Arkansas Engineer

The magazine of the University of Arkansas College of Engineering

Awards

FRANCES GRIFFITH, civil engineering research associate, was named a fellow of the American Concrete Institute.

MICAH HALE, professor of civil engineering, was named a fellow of the American Concrete Institute.

AJAY MALSHE, Distinguished Professor of mechanical engineering and holder of the Twenty-First Century Endowed Chair in Materials, Manufacturing and Integrated Systems, was named a fellow of the International Academy of Production Engineering.

KIM NEEDY, dean of the Graduate School and International Education, industrial engineering professor and holder of the Twenty-First Century Professorship in Engineering, has been named a fellow of the American Society for Engineering Education.

DARIN NUTTER, professor of mechanical engineering, received the Industrial Assessment Center Distinguished Alumni award from the U.S. Department of Energy.

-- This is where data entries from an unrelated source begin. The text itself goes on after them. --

//! Pipeline trait.
use crate::error::Error;

/// Implemented by each pipeline; generic over the return type so that
/// pipelines needing one can use the trait as well.
pub trait Pipeline<T> {
    fn version() -> &'static str;
    fn run(&self) -> Result<T, Error>;
}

SCOTT OSBORN, associate professor of biological engineering, was awarded the 2013 Presidential Citation for Merit by the American Society of Agricultural and Biological Engineers.

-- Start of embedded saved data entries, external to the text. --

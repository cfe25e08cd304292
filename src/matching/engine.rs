//! Token-level matching engine.
//!
//! Scans a token sequence left to right against a [PatternRegistry]. At each
//! candidate start the longest matching pattern wins (the first-registered
//! one on equal length); a matched span consumes its tokens, so returned
//! spans never overlap and come out in left-to-right order.
use crate::error::Error;

use super::pattern::Pattern;
use super::registry::PatternRegistry;
use super::tokenizer::{self, Token, Tokenize};

/// A contiguous token range satisfying a pattern, with its label and the
/// original-text substring it covers.
#[derive(Debug, Clone, PartialEq, Eq)]
pub struct MatchSpan {
    start: usize,
    end: usize,
    label: String,
    text: String,
}

impl MatchSpan {
    /// Token range start (inclusive).
    pub fn start(&self) -> usize {
        self.start
    }

    /// Token range end (exclusive).
    pub fn end(&self) -> usize {
        self.end
    }

    pub fn label(&self) -> &str {
        &self.label
    }

    pub fn text(&self) -> &str {
        &self.text
    }
}

/// Matching engine over a borrowed registry and an owned tokenizer.
///
/// A pure function of its inputs: identical text and registry yield
/// identical spans.
pub struct MatchingEngine<'a> {
    registry: &'a PatternRegistry,
    tokenizer: Box<dyn Tokenize + Send + Sync>,
}

impl<'a> MatchingEngine<'a> {
    pub fn new(registry: &'a PatternRegistry, tokenizer: Box<dyn Tokenize + Send + Sync>) -> Self {
        Self {
            registry,
            tokenizer,
        }
    }

    /// Build an engine with the tokenizer named by `model`.
    pub fn for_model(registry: &'a PatternRegistry, model: &str) -> Result<Self, Error> {
        Ok(Self::new(registry, tokenizer::for_model(model)?))
    }

    /// Tokenize `text` and return all non-overlapping maximal spans.
    pub fn find_matches(&self, text: &str) -> Vec<MatchSpan> {
        let tokens = self.tokenizer.tokenize(text);
        self.match_tokens(text, &tokens)
    }

    /// Match an already tokenized text against the registry.
    pub fn match_tokens(&self, text: &str, tokens: &[Token]) -> Vec<MatchSpan> {
        let mut spans = Vec::new();
        let mut position = 0;

        while position < tokens.len() {
            match self.best_match_at(tokens, position) {
                Some(pattern) => {
                    let end = position + pattern.len();
                    let byte_start = tokens[position].start();
                    let byte_end = tokens[end - 1].end();
                    spans.push(MatchSpan {
                        start: position,
                        end,
                        label: pattern.label().to_string(),
                        text: text[byte_start..byte_end].to_string(),
                    });
                    position = end;
                }
                None => position += 1,
            }
        }

        spans
    }

    /// Longest pattern matching at `start`; first-registered wins ties.
    fn best_match_at(&self, tokens: &[Token], start: usize) -> Option<&Pattern> {
        let mut best: Option<&Pattern> = None;
        for pattern in self.registry.patterns() {
            if best.map_or(false, |b| b.len() >= pattern.len()) {
                continue;
            }
            let end = start + pattern.len();
            if end > tokens.len() {
                continue;
            }
            let matched = pattern
                .rules()
                .iter()
                .zip(&tokens[start..end])
                .all(|(rule, token)| rule.is_match(token.lower()));
            if matched {
                best = Some(pattern);
            }
        }
        best
    }
}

ED POHL, professor of industrial engineering and holder of the John L. Imhoff Endowed Chair in Industrial Engineering, was named an IIE fellow by the Institute of Industrial Engineers.

KEITH ROPER, associate professor of chemical engineering and holder of the Charles W. Oxford Endowed Professorship in Emerging Technologies, was named a fellow of the American Institute for Medical and Biological Engineering.

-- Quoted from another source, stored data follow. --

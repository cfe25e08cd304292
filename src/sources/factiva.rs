//! Bulk-export segmentation.
//!
//! Factiva-style exports concatenate articles into one text blob, each
//! article followed by a `Document <id>` line. Splitting on that delimiter
//! yields an interleaved `[text, id, text, id, ...]` sequence that is
//! consumed pairwise. Each export ends with a search-metadata section; it
//! has no trailing id, so the pairwise walk drops it on its own.
use lazy_static::lazy_static;
use regex::Regex;

use crate::error::Error;

lazy_static! {
    /// Default delimiter: a Factiva document id on its own line.
    pub static ref DOCUMENT_DELIMITER: Regex =
        Regex::new(r"\nDocument ([0-9A-Za-z]+)\n").unwrap();
}

/// One undivided chunk of export text and the document id that followed it.
#[derive(Debug, Clone, PartialEq, Eq)]
pub struct RawBlock {
    pub id: String,
    pub text: String,
}

/// Split a bulk export into per-document blocks.
///
/// The delimiter must capture the document id in its first group; the
/// trailing block without a following id is dropped.
pub fn segment(raw_text: &str, delimiter: &Regex) -> Result<Vec<RawBlock>, Error> {
    if delimiter.captures_len() < 2 {
        return Err(Error::Custom(format!(
            "delimiter pattern must capture the document id: {}",
            delimiter.as_str()
        )));
    }

    let mut blocks = Vec::new();
    let mut block_start = 0;
    for captures in delimiter.captures_iter(raw_text) {
        if let (Some(whole), Some(id)) = (captures.get(0), captures.get(1)) {
            blocks.push(RawBlock {
                id: id.as_str().to_string(),
                text: raw_text[block_start..whole.start()].to_string(),
            });
            block_start = whole.end();
        }
    }

    Ok(blocks)
}

/// Split a block into trimmed, non-blank paragraph lines.
pub fn paragraphs(block: &RawBlock) -> Vec<String> {
    block
        .text
        .lines()
        .map(str::trim)
        .filter(|line| !line.is_empty())
        .map(String::from)
        .collect()
}

#[cfg(test)]
mod tests {
    use super::{paragraphs, segment, RawBlock, DOCUMENT_DELIMITER};
    use regex::Regex;

    #[test]
    fn segmentation_round_trip_drops_trailing_metadata() {
        let export = "Title one\nBody one\nDocument FA001\nTitle two\nBody two\nDocument FA002\nSearch summary: 2 results\n";

        let blocks = segment(export, &DOCUMENT_DELIMITER).unwrap();

        assert_eq!(blocks.len(), 2);
        assert_eq!(blocks[0].id, "FA001");
        assert_eq!(blocks[1].id, "FA002");
        assert!(blocks[0].text.contains("Title one"));
        assert!(blocks[1].text.contains("Title two"));
        assert!(!blocks[1].text.contains("Search summary"));
    }

    #[test]
    fn delimiter_without_capture_group_is_rejected() {
        let delimiter = Regex::new(r"\nDocument [0-9A-Za-z]+\n").unwrap();
        assert!(segment("text\nDocument FA001\n", &delimiter).is_err());
    }

    #[test]
    fn export_without_delimiters_yields_no_blocks() {
        let blocks = segment("just metadata, no documents", &DOCUMENT_DELIMITER).unwrap();
        assert!(blocks.is_empty());
    }

    #[test]
    fn paragraphs_are_trimmed_and_non_blank() {
        let block = RawBlock {
            id: "FA001".to_string(),
            text: "  Title  \n\n   \nFirst paragraph\nSecond paragraph\n".to_string(),
        };

        assert_eq!(
            paragraphs(&block),
            ["Title", "First paragraph", "Second paragraph"]
        );
    }
}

JOHN WHITE, chancellor emeritus and Distinguished Professor of industrial engineering, received the National Engineering Economy Teaching Excellence Award from the American Society for Engineering Education.

WHITE also was the recipient of the Wellington Award from the Engineering Economy Division of Institute of Industrial Engineers.

MIN ZOU, professor of mechanical engineering and holder of the Twenty-First Century Professorship in Mechanical Engineering, was named a fellow by the Society of Tribologists and Lubrication Engineers.

Research

Researchers in the College of Engineering have been busy looking for ways to improve our lives and make our planet a healthier, safer place to live. Here are some of the projects they are working on.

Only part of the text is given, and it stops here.